With Further Ado #107: The Marvelous Mister Beard

I’ve known Jim Beard for a while. He’s a dedicated creative writer with a plethora of passionate interests . He’s got his fingers in many pies, and I’m always excited when he teases new projects. We’ve worked together a few times, and I’m especially a big fan of his Sgt. Janus series.

With all that as background, there’s another writing gig that keeps Jim busy.  He’s been a writer for Marvel.com for years. It’s fascinating stuff, and I had to corral him and find out the story behind these stories.

Ed Catto: How did you get involved with Marvel.com?

Jim Beard: I tried to approach Marvel about writing for the Official Handbook of the Marvel Universe series from back in the day, and they replied they didn’t currently have any openings, but did I possibly write press releases? I thought, huh, doesn’t sound too hard, and lied and told them yes. So, for about a year or so I wrote Marvel press releases for a variety of things and eventually they moved me over to the “dot com” to write content for that. Been there ever since.

EC: And how long have you been doing the “Didja Know?’ column for Marvel? 

JB: Every single week for, oh, I believe at least sixteen-seventeen years now? Longest job I’ve ever had, come to think of it now.

EC: How does that process work? How do the topics get assigned?

JB: That’s changed over the years. Used to be, I got assignments from my editor and that was that; promo pieces, Q&As with creators, etc. At one point we – myself and other freelancers – were able to pick from a list of assignments, and then that changed to us suggesting things we’d like to write about from the publication schedule. These days, I’m writing a regular column, Didja Know?, doing character bios for the website, and taking on occasional other assignments like maybe a history piece or something from Special Projects, the Marvel department that puts together in-print giveaways for comic shops and even an actual book here and there.

EC: Which of your Marvel writings do you like best?

JB: Ones where maybe I got to veer as close to actually writing fiction for the characters as I possibly could for a non-fiction freelancer. It’s something that has always been treated carefully so as not to cross over into Editorial’s jurisdiction. For example, several years ago I wrote a piece promoting the Damage Control characters and each entry was in the characters’ own voices–that was a lot of fun. That kind of piece doesn’t really happen anymore.

EC: What have been some of your favorite assignments?

JB: Hands down, the day in 2009 I got to interview Stan over the phone for about twenty minutes. I still have my audio recording of it (for transcription purposes), but I can still hear him talking to me in my head. “Thrill of a lifetime” doesn’t come anywhere close to describing it, and I’m forever in my then-editors’ debt for assigning me that one.
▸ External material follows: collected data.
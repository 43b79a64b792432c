//! ShardKV client-side modules.

mod apistub;
mod clerk;

pub use apistub::{TcpTransport, TcpTransportConfig};
pub use clerk::{Clerk, ClerkConfig};

/// Client ID type.
pub type ClientId = u64;
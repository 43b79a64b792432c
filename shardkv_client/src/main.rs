//! ShardKV client side executable.

use std::collections::HashMap;
use std::net::SocketAddr;
use std::process::ExitCode;
use std::sync::Arc;

use clap::Parser;

use tokio::runtime::Builder;

use shardkv::{
    logger_init, pf_error, Clerk, ClusterConfig, ServerIdx, ShardKvError,
    ShardRouter, TcpTransport,
};

mod repl;

use crate::repl::ClientRepl;

/// Command line arguments definition.
#[derive(Parser, Debug)]
#[command(author, version, about, long_about = None)]
struct CliArgs {
    /// Cluster configuration TOML string; must match the servers'.
    /// Every '+' is treated as newline.
    #[arg(long, default_value_t = String::from(""))]
    config: String,

    /// Clerk retry configuration TOML string.
    /// Every '+' is treated as newline.
    #[arg(long, default_value_t = String::from(""))]
    clerk_config: String,

    /// TCP transport configuration TOML string.
    /// Every '+' is treated as newline.
    #[arg(long, default_value_t = String::from(""))]
    transport_config: String,

    /// Base address 'ip:port' of the servers' API; server i is reached at
    /// port + i.
    #[arg(short, long)]
    server_base: SocketAddr,

    /// Number of tokio worker threads.
    #[arg(long, default_value_t = 2)]
    threads: usize,
}

/// Turns a '+'-separated TOML argument into an optional config string.
fn config_arg(arg: &str) -> Option<String> {
    if arg.is_empty() {
        None
    } else {
        Some(arg.replace('+', "\n"))
    }
}

impl CliArgs {
    /// Sanitize command line arguments, return `Ok(config)` on success
    /// or `Err(ShardKvError)` on any error.
    fn sanitize(&self) -> Result<ClusterConfig, ShardKvError> {
        if self.threads < 2 {
            return Err(ShardKvError::msg(format!(
                "invalid number of threads {}",
                self.threads
            )));
        }

        let config = ClusterConfig::parse(config_arg(&self.config).as_deref())?;
        if self.server_base.port() as u32 + config.nservers as u32 > 65536 {
            return Err(ShardKvError::msg(format!(
                "server_base port {} leaves no room for {} servers",
                self.server_base.port(),
                config.nservers
            )));
        }
        Ok(config)
    }

    /// API addresses of all servers.
    fn server_addrs(&self, nservers: u8) -> HashMap<ServerIdx, SocketAddr> {
        (0..nservers)
            .map(|idx| {
                let addr = SocketAddr::new(
                    self.server_base.ip(),
                    self.server_base.port() + idx as u16,
                );
                (idx, addr)
            })
            .collect()
    }
}

/// Actual main function of ShardKV client executable.
fn client_main() -> Result<(), ShardKvError> {
    // read in and parse command line arguments
    let args = CliArgs::parse();
    let config = args.sanitize()?;

    let router = ShardRouter::new(&config)?;
    let transport = Arc::new(TcpTransport::new(
        args.server_addrs(config.nservers),
        config_arg(&args.transport_config).as_deref(),
    )?);
    let clerk = Clerk::new(
        router,
        transport,
        config_arg(&args.clerk_config).as_deref(),
    )?;

    // create tokio multi-threaded runtime
    let runtime = Builder::new_multi_thread()
        .enable_all()
        .worker_threads(args.threads)
        .thread_name("tokio-worker-client")
        .build()?;

    // enter tokio runtime and run the interactive loop
    runtime.block_on(async move {
        let mut repl = ClientRepl::new(clerk);
        repl.run().await
    })
}

/// Main function of ShardKV client executable.
fn main() -> ExitCode {
    logger_init();

    if let Err(ref e) = client_main() {
        pf_error!("c"; "client_main exited: {}", e);
        ExitCode::FAILURE
    } else {
        ExitCode::SUCCESS
    }
}

#[cfg(test)]
mod arg_tests {
    use super::*;

    #[test]
    fn sanitize_valid() -> Result<(), ShardKvError> {
        let args = CliArgs {
            config: "nservers = 4".into(),
            clerk_config: "".into(),
            transport_config: "".into(),
            server_base: "127.0.0.1:52700".parse()?,
            threads: 2,
        };
        let config = args.sanitize()?;
        assert_eq!(config.nservers, 4);
        let addrs = args.server_addrs(config.nservers);
        assert_eq!(addrs.len(), 4);
        assert_eq!(addrs[&3], "127.0.0.1:52703".parse()?);
        Ok(())
    }

    #[test]
    fn sanitize_invalid_config() -> Result<(), ShardKvError> {
        let args = CliArgs {
            config: "nreplicas = 0".into(),
            clerk_config: "".into(),
            transport_config: "".into(),
            server_base: "127.0.0.1:52700".parse()?,
            threads: 2,
        };
        assert!(args.sanitize().is_err());
        Ok(())
    }

    #[test]
    fn sanitize_invalid_threads() -> Result<(), ShardKvError> {
        let args = CliArgs {
            config: "".into(),
            clerk_config: "".into(),
            transport_config: "".into(),
            server_base: "127.0.0.1:52700".parse()?,
            threads: 1,
        };
        assert!(args.sanitize().is_err());
        Ok(())
    }

    #[test]
    fn config_arg_newlines() {
        assert_eq!(config_arg(""), None);
        assert_eq!(
            config_arg("backoff_min_ms = 1+backoff_max_ms = 5"),
            Some("backoff_min_ms = 1\nbackoff_max_ms = 5".into())
        );
    }
}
EC:  Just awesome.  “Stan stories” are always great to hear.  And are there parts of Marvel’s rich history that you are less passionate about, or less knowledgeable about and how do you handle them?

JB: I can write about anything, even things I’m not terribly interested in, and find something about it that will spark with me, especially if it’s a history piece. That said, I’m not the biggest X-fan in the world, but I’ve written plenty about the merry mutants over the years.

EC: What are the next ones you are working on?

JB: Right now I’m simply doing my Didja Know column (written in the peerless puffery style of Stan himself) and waiting for the next list of character bios to dig into.

EC: Who’s your second-favorite Marvel character of all time, and why?

JB: Second favorite? After Bashful Benjy, the ever-lovin’, blue-eyed idol o’ millions, thousands even, The Thing? Well, that’d be the Big Brain himself, ol’ Stetcho, Reed Richards.

EC: I know you do a lot of prose writing too. What are some of the exciting projects you have in the works?

JB: I just re-edited and refreshed my first two Sgt. Janus novels and finally released the all-new third book in the series, as well as a fun pulp collection of three stories based on my love for early 1970s action figures entitled D.C. JONES AND ADVENTURE COMMAND INTL. Beyond all that I’m currently in the middle of writing my first epic fantasy novel.

EC: Yeah, I need to read that 3rd Sgt. Janus book and your new D.C. Jones books looks brilliant! And I like forward to reading and reviewing your fantasy novel someday. You are a regular Gardner Fox!  Thanks for your time, Jim.